Description of the task:
For this exercise, print the records below verbatim.
»»
use crossterm::event::{KeyCode, KeyModifiers};
use ratatui::{
  layout::{Alignment, Constraint, Layout, Rect},
  style::{Modifier, Style},
  widgets::{Block, BorderType, Borders, Paragraph},
};
use tokio::sync::mpsc::UnboundedSender;
use tracing::{debug, warn};

use super::theme;
use crate::{
  action::Action,
  components::{AsyncComponent, Component},
  navigation::{Navigator, Page},
  tui::Frame,
};

#[derive(Debug, Clone, PartialEq, Eq)]
pub struct NavButton {
  pub destination: Page,
  pub text: String,
  pub strong: bool,
}

impl NavButton {
  pub fn new(destination: Page, text: impl Into<String>, strong: bool) -> Self {
    NavButton { destination, text: text.into(), strong }
  }

  pub fn activate(&self, navigator: &mut dyn Navigator) {
    navigator.push(self.destination);
  }

  fn style(&self, current: bool) -> Style {
    let mut style = if current { Style::default().fg(theme::ACCENT) } else { Style::default() };
    if self.strong {
      style = style.add_modifier(Modifier::BOLD);
    }
    style
  }
}

/// A row of page buttons over a shared history. Digit keys activate buttons in order.
pub struct NavBar {
  buttons: Vec<NavButton>,
  navigator: Box<dyn Navigator + Send + Sync>,
}

impl NavBar {
  pub fn new(navigator: Box<dyn Navigator + Send + Sync>, buttons: Vec<NavButton>) -> Self {
    NavBar { buttons, navigator }
  }

  pub fn current(&self) -> Page {
    self.navigator.current()
  }

  fn button_for_key(&self, c: char) -> Option<&NavButton> {
    let index = c.to_digit(10)?.checked_sub(1)? as usize;
    self.buttons.get(index)
  }

  fn navigate(&mut self, destination: Page) -> bool {
    let before = self.navigator.current();
    match self.buttons.iter().find(|button| button.destination == destination) {
      Some(button) => button.activate(self.navigator.as_mut()),
      None => {
        warn!("No navigation button for {}", destination);
        return false;
      },
    }
    before != self.navigator.current()
  }
}

impl Component for NavBar {
  fn register_action_handler(&mut self, _tx: UnboundedSender<Action>) -> color_eyre::Result<()> {
    Ok(())
  }

  fn draw(&mut self, frame: &mut Frame<'_>, area: Rect) -> color_eyre::Result<()> {
    if self.buttons.is_empty() {
      return Ok(());
    }
    let current = self.navigator.current();
    let areas = Layout::horizontal(self.buttons.iter().map(|_| Constraint::Fill(1))).split(area);
    for (index, (button, button_area)) in self.buttons.iter().zip(areas.iter()).enumerate() {
      let is_current = button.destination == current;
      let border_style = if is_current { Style::default().fg(theme::ACCENT) } else { theme::dim() };
      let block = Block::default().borders(Borders::ALL).border_type(BorderType::Rounded).border_style(border_style);
      let paragraph = Paragraph::new(format!("{} {}", index + 1, button.text))
        .alignment(Alignment::Center)
        .style(button.style(is_current))
        .block(block);
      frame.render_widget(paragraph, *button_area);
    }
    Ok(())
  }
}

#[async_trait::async_trait]
impl AsyncComponent for NavBar {
  async fn handle_events(&mut self, event: Option<crate::tui::Event>) -> color_eyre::Result<Option<Action>> {
    match event {
      Some(crate::tui::Event::Key(key)) if key.modifiers == KeyModifiers::NONE => match key.code {
        KeyCode::Char(c) => Ok(self.button_for_key(c).map(|button| Action::Navigate(button.destination))),
        _ => Ok(None),
      },
      _ => Ok(None),
    }
  }

  async fn update(&mut self, action: Action) -> color_eyre::Result<Option<Action>> {
    match action {
      Action::Navigate(destination) => Ok(self.navigate(destination).then_some(Action::Render)),
      Action::NavigateBack => match self.navigator.back() {
        Some(page) => {
          debug!("Navigated back to {}", page);
          Ok(Some(Action::Render))
        },
        None => Ok(None),
      },
      _ => Ok(None),
    }
  }
}

#[cfg(test)]
mod tests {
  use crossterm::event::KeyEvent;
  use pretty_assertions::assert_eq;
  use ratatui::{Terminal, backend::TestBackend};

  use super::*;
  use crate::navigation::History;

  fn nav_bar() -> NavBar {
    NavBar::new(
      Box::new(History::default()),
      vec![NavButton::new(Page::Renters, "Renters", true), NavButton::new(Page::Filters, "Filters", false)],
    )
  }

  fn key(c: char) -> Option<crate::tui::Event> {
    Some(crate::tui::Event::Key(KeyEvent::new(KeyCode::Char(c), KeyModifiers::NONE)))
  }

  #[test]
  fn test_activate_pushes_destination() {
    let mut history = History::default();
    let button = NavButton::new(Page::Filters, "Filters", false);

    button.activate(&mut history);

    assert_eq!(history.current(), Page::Filters);
    assert_eq!(history.depth(), 2);
  }

  #[tokio::test]
  async fn test_digit_keys_map_to_buttons() {
    let mut bar = nav_bar();

    assert_eq!(bar.handle_events(key('2')).await.unwrap(), Some(Action::Navigate(Page::Filters)));
    assert_eq!(bar.handle_events(key('1')).await.unwrap(), Some(Action::Navigate(Page::Renters)));
    assert_eq!(bar.handle_events(key('3')).await.unwrap(), None);
    assert_eq!(bar.handle_events(key('0')).await.unwrap(), None);
  }

  #[tokio::test]
  async fn test_navigate_and_back() {
    let mut bar = nav_bar();

    assert_eq!(bar.update(Action::Navigate(Page::Filters)).await.unwrap(), Some(Action::Render));
    assert_eq!(bar.current(), Page::Filters);
    assert_eq!(bar.update(Action::Navigate(Page::Filters)).await.unwrap(), None);

    assert_eq!(bar.update(Action::NavigateBack).await.unwrap(), Some(Action::Render));
    assert_eq!(bar.current(), Page::Renters);
    assert_eq!(bar.update(Action::NavigateBack).await.unwrap(), None);
  }

  #[test]
  fn test_draw_labels_buttons() {
    let mut bar = nav_bar();
    let mut terminal = Terminal::new(TestBackend::new(40, 3)).unwrap();

    terminal.draw(|f| bar.draw(f, f.area()).unwrap()).unwrap();

    let text: String = terminal.backend().buffer().content().iter().map(|cell| cell.symbol()).collect();
    assert!(text.contains("1 Renters"));
    assert!(text.contains("2 Filters"));
  }
}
««
Exercise solution:
use crossterm::event::{KeyCode, KeyModifiers};
use ratatui::{
  layout::{Alignment, Constraint, Layout, Rect},
  style::{Modifier, Style},
  widgets::{Block, BorderType, Borders, Paragraph},
};
use tokio::sync::mpsc::UnboundedSender;
use tracing::{debug, warn};

use super::theme;
use crate::{
  action::Action,
  components::{AsyncComponent, Component},
  navigation::{Navigator, Page},
  tui::Frame,
};

#[derive(Debug, Clone, PartialEq, Eq)]
pub struct NavButton {
  pub destination: Page,
  pub text: String,
  pub strong: bool,
}

impl NavButton {
  pub fn new(destination: Page, text: impl Into<String>, strong: bool) -> Self {
    NavButton { destination, text: text.into(), strong }
  }

  pub fn activate(&self, navigator: &mut dyn Navigator) {
    navigator.push(self.destination);
  }

  fn style(&self, current: bool) -> Style {
    let mut style = if current { Style::default().fg(theme::ACCENT) } else { Style::default() };
    if self.strong {
      style = style.add_modifier(Modifier::BOLD);
    }
    style
  }
}

/// A row of page buttons over a shared history. Digit keys activate buttons in order.
pub struct NavBar {
  buttons: Vec<NavButton>,
  navigator: Box<dyn Navigator + Send + Sync>,
}

impl NavBar {
  pub fn new(navigator: Box<dyn Navigator + Send + Sync>, buttons: Vec<NavButton>) -> Self {
    NavBar { buttons, navigator }
  }

  pub fn current(&self) -> Page {
    self.navigator.current()
  }

  fn button_for_key(&self, c: char) -> Option<&NavButton> {
    let index = c.to_digit(10)?.checked_sub(1)? as usize;
    self.buttons.get(index)
  }

  fn navigate(&mut self, destination: Page) -> bool {
    let before = self.navigator.current();
    match self.buttons.iter().find(|button| button.destination == destination) {
      Some(button) => button.activate(self.navigator.as_mut()),
      None => {
        warn!("No navigation button for {}", destination);
        return false;
      },
    }
    before != self.navigator.current()
  }
}

impl Component for NavBar {
  fn register_action_handler(&mut self, _tx: UnboundedSender<Action>) -> color_eyre::Result<()> {
    Ok(())
  }

  fn draw(&mut self, frame: &mut Frame<'_>, area: Rect) -> color_eyre::Result<()> {
    if self.buttons.is_empty() {
      return Ok(());
    }
    let current = self.navigator.current();
    let areas = Layout::horizontal(self.buttons.iter().map(|_| Constraint::Fill(1))).split(area);
    for (index, (button, button_area)) in self.buttons.iter().zip(areas.iter()).enumerate() {
      let is_current = button.destination == current;
      let border_style = if is_current { Style::default().fg(theme::ACCENT) } else { theme::dim() };
      let block = Block::default().borders(Borders::ALL).border_type(BorderType::Rounded).border_style(border_style);
      let paragraph = Paragraph::new(format!("{} {}", index + 1, button.text))
        .alignment(Alignment::Center)
        .style(button.style(is_current))
        .block(block);
      frame.render_widget(paragraph, *button_area);
    }
    Ok(())
  }
}

#[async_trait::async_trait]
impl AsyncComponent for NavBar {
  async fn handle_events(&mut self, event: Option<crate::tui::Event>) -> color_eyre::Result<Option<Action>> {
    match event {
      Some(crate::tui::Event::Key(key)) if key.modifiers == KeyModifiers::NONE => match key.code {
        KeyCode::Char(c) => Ok(self.button_for_key(c).map(|button| Action::Navigate(button.destination))),
        _ => Ok(None),
      },
      _ => Ok(None),
    }
  }

  async fn update(&mut self, action: Action) -> color_eyre::Result<Option<Action>> {
    match action {
      Action::Navigate(destination) => Ok(self.navigate(destination).then_some(Action::Render)),
      Action::NavigateBack => match self.navigator.back() {
        Some(page) => {
          debug!("Navigated back to {}", page);
          Ok(Some(Action::Render))
        },
        None => Ok(None),
      },
      _ => Ok(None),
    }
  }
}

#[cfg(test)]
mod tests {
  use crossterm::event::KeyEvent;
  use pretty_assertions::assert_eq;
  use ratatui::{Terminal, backend::TestBackend};

  use super::*;
  use crate::navigation::History;

  fn nav_bar() -> NavBar {
    NavBar::new(
      Box::new(History::default()),
      vec![NavButton::new(Page::Renters, "Renters", true), NavButton::new(Page::Filters, "Filters", false)],
    )
  }

  fn key(c: char) -> Option<crate::tui::Event> {
    Some(crate::tui::Event::Key(KeyEvent::new(KeyCode::Char(c), KeyModifiers::NONE)))
  }

  #[test]
  fn test_activate_pushes_destination() {
    let mut history = History::default();
    let button = NavButton::new(Page::Filters, "Filters", false);

    button.activate(&mut history);

    assert_eq!(history.current(), Page::Filters);
    assert_eq!(history.depth(), 2);
  }

  #[tokio::test]
  async fn test_digit_keys_map_to_buttons() {
    let mut bar = nav_bar();

    assert_eq!(bar.handle_events(key('2')).await.unwrap(), Some(Action::Navigate(Page::Filters)));
    assert_eq!(bar.handle_events(key('1')).await.unwrap(), Some(Action::Navigate(Page::Renters)));
    assert_eq!(bar.handle_events(key('3')).await.unwrap(), None);
    assert_eq!(bar.handle_events(key('0')).await.unwrap(), None);
  }

  #[tokio::test]
  async fn test_navigate_and_back() {
    let mut bar = nav_bar();

    assert_eq!(bar.update(Action::Navigate(Page::Filters)).await.unwrap(), Some(Action::Render));
    assert_eq!(bar.current(), Page::Filters);
    assert_eq!(bar.update(Action::Navigate(Page::Filters)).await.unwrap(), None);

    assert_eq!(bar.update(Action::NavigateBack).await.unwrap(), Some(Action::Render));
    assert_eq!(bar.current(), Page::Renters);
    assert_eq!(bar.update(Action::NavigateBack).await.unwrap(), None);
  }

  #[test]
  fn test_draw_labels_buttons() {
    let mut bar = nav_bar();
    let mut terminal = Terminal::new(TestBackend::new(40, 3)).unwrap();

    terminal.draw(|f| bar.draw(f, f.area()).unwrap()).unwrap();

    let text: String = terminal.backend().buffer().content().iter().map(|cell| cell.symbol()).collect();
    assert!(text.contains("1 Renters"));
    assert!(text.contains("2 Filters"));
  }
}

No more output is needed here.